Stored data entries
━━━━━━
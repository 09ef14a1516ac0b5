use std::io::Write as _;
use std::path::PathBuf;
use std::process::{Command, Stdio};

use delegtrace::{ReplayTarget, TraceFile, scenario_catalog};

fn temp_workspace(name: &str) -> PathBuf {
    let root = std::env::temp_dir().join(format!("delegtrace-cli-{name}-{}", uuid::Uuid::new_v4()));
    std::fs::create_dir_all(&root).expect("create temp workspace");
    root
}

fn run_cli(args: &[String]) -> std::process::Output {
    Command::new(env!("CARGO_BIN_EXE_delegtrace"))
        .args(args)
        .output()
        .expect("run cli")
}

fn run_cli_with_stdin(args: &[String], stdin: &str) -> std::process::Output {
    let mut child = Command::new(env!("CARGO_BIN_EXE_delegtrace"))
        .args(args)
        .stdin(Stdio::piped())
        .stdout(Stdio::piped())
        .stderr(Stdio::piped())
        .spawn()
        .expect("spawn cli");
    child
        .stdin
        .take()
        .expect("stdin")
        .write_all(stdin.as_bytes())
        .expect("write stdin");
    child.wait_with_output().expect("wait cli")
}

fn args(items: &[&str]) -> Vec<String> {
    items.iter().map(|s| s.to_string()).collect()
}

fn json_stdout(out: &std::process::Output) -> serde_json::Value {
    serde_json::from_slice(&out.stdout).unwrap_or_else(|e| {
        panic!(
            "stdout is not json ({e}): {}\nstderr: {}",
            String::from_utf8_lossy(&out.stdout),
            String::from_utf8_lossy(&out.stderr)
        )
    })
}

fn write_empty_trace(ws: &std::path::Path, scenario: &str) -> PathBuf {
    let entry = scenario_catalog()
        .into_iter()
        .find(|e| e.name == scenario)
        .expect("scenario");
    let path = ws.join(format!("{scenario}.trace.json"));
    TraceFile::new(
        entry,
        ReplayTarget {
            file_name: "delegtrace.dat".to_string(),
            client_addr: "10.0.0.1".to_string(),
            peer_addr: None,
            server_addr: "10.0.0.2".to_string(),
            file_size: 4096,
        },
        Vec::new(),
    )
    .write_json(&path)
    .expect("write trace");
    path
}

#[test]
fn list_prints_whole_catalog() {
    let out = run_cli(&args(&["list"]));
    assert!(out.status.success());
    let stdout = String::from_utf8_lossy(&out.stdout);
    assert_eq!(stdout.lines().count(), 19);
    assert!(stdout.lines().any(|l| l.starts_with("basic01")));
    assert!(stdout.lines().any(|l| l.starts_with("recall10")));
}

#[test]
fn list_json_filters_by_glob() {
    let out = run_cli(&args(&["--json", "list", "basic*"]));
    assert!(out.status.success());
    let v = json_stdout(&out);
    let entries = v.as_array().expect("array");
    assert_eq!(entries.len(), 9);
    assert!(entries.iter().all(|e| e["name"].as_str().is_some_and(|n| n.starts_with("basic"))));
}

#[test]
fn list_rejects_bad_glob() {
    let out = run_cli(&args(&["--json", "list", "basic[0"]));
    assert_eq!(out.status.code(), Some(2));
    assert_eq!(json_stdout(&out)["status"], "error");
}

#[test]
fn verify_empty_trace_fails_with_exit_one() {
    let ws = temp_workspace("verify");
    let trace = write_empty_trace(&ws, "basic02");
    let out = run_cli(&args(&["--json", "verify", &trace.display().to_string()]));
    assert_eq!(out.status.code(), Some(1));
    let v = json_stdout(&out);
    assert_eq!(v["status"], "fail");
    assert_eq!(v["name"], "basic02");
    assert_eq!(v["results"].as_array().expect("results").len(), 1);
}

#[test]
fn verify_tampered_trace_is_an_error() {
    let ws = temp_workspace("verify-tampered");
    let trace = write_empty_trace(&ws, "basic01");
    let raw = std::fs::read_to_string(&trace).expect("read trace");
    std::fs::write(&trace, raw.replace("10.0.0.2", "10.0.0.7")).expect("tamper");
    let out = run_cli(&args(&["--json", "verify", &trace.display().to_string()]));
    assert_eq!(out.status.code(), Some(2));
    let v = json_stdout(&out);
    assert!(v["message"].as_str().expect("message").contains("checksum mismatch"));
}

#[test]
fn child_runs_batch_from_stdin() {
    let ws = temp_workspace("child");
    let path = ws.join("delegtrace.dat");
    let batch = serde_json::json!([
        {"op": "open", "handle": 1, "path": path, "mode": "create"},
        {"op": "write", "handle": 1, "offset": 0, "len": 1000},
        {"op": "close", "handle": 1},
        {"op": "open", "handle": 2, "path": path, "mode": "read"},
        {"op": "read", "handle": 2, "offset": 500, "len": 500},
        {"op": "close", "handle": 2}
    ]);
    let out = run_cli_with_stdin(&args(&["child"]), &batch.to_string());
    assert!(out.status.success(), "{}", String::from_utf8_lossy(&out.stderr));
    let v = json_stdout(&out);
    assert_eq!(v["actor"], "child");
    let outcomes = v["outcomes"].as_array().expect("outcomes");
    assert_eq!(outcomes.len(), 6);
    assert!(outcomes.iter().all(|o| o["ok"] == true));
    assert_eq!(std::fs::metadata(&path).expect("file").len(), 1000);
}

#[test]
fn child_reports_failure_with_exit_one() {
    let ws = temp_workspace("child-fail");
    let batch = serde_json::json!([
        {"op": "open", "handle": 1, "path": ws.join("missing"), "mode": "read"},
        {"op": "close", "handle": 1}
    ]);
    let out = run_cli_with_stdin(&args(&["child"]), &batch.to_string());
    assert_eq!(out.status.code(), Some(1));
    let v = json_stdout(&out);
    let outcomes = v["outcomes"].as_array().expect("outcomes");
    assert_eq!(outcomes.len(), 1);
    assert_eq!(outcomes[0]["ok"], false);
}

#[test]
fn run_without_server_is_config_error() {
    let ws = temp_workspace("run-noconfig");
    let out = run_cli(&args(&[
        "--json",
        "--cwd",
        &ws.display().to_string(),
        "run",
        "basic01",
    ]));
    assert_eq!(out.status.code(), Some(2));
    let v = json_stdout(&out);
    assert!(v["message"].as_str().expect("message").contains("`server` is not set"));
}

#[test]
fn version_json_has_version() {
    let out = run_cli(&args(&["--json", "version"]));
    assert!(out.status.success());
    let v = json_stdout(&out);
    assert!(v["version"].as_str().is_some_and(|s| !s.is_empty()));
}

#[test]
fn env_reports_capabilities() {
    let ws = temp_workspace("env");
    let out = run_cli(&args(&["--json", "--cwd", &ws.display().to_string(), "env"]));
    assert!(out.status.success());
    let v = json_stdout(&out);
    assert!(v["capabilities"].is_object());
}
━━━━━━
- **WORK TO COMPLETE**
Your response should be the lines of the entries above that include the string "outcomes".

- **RESPONSE TO THE EXERCISE**
    let outcomes = v["outcomes"].as_array().expect("outcomes");
    assert_eq!(outcomes.len(), 6);
    assert!(outcomes.iter().all(|o| o["ok"] == true));
    let outcomes = v["outcomes"].as_array().expect("outcomes");
    assert_eq!(outcomes.len(), 1);
    assert_eq!(outcomes[0]["ok"], false);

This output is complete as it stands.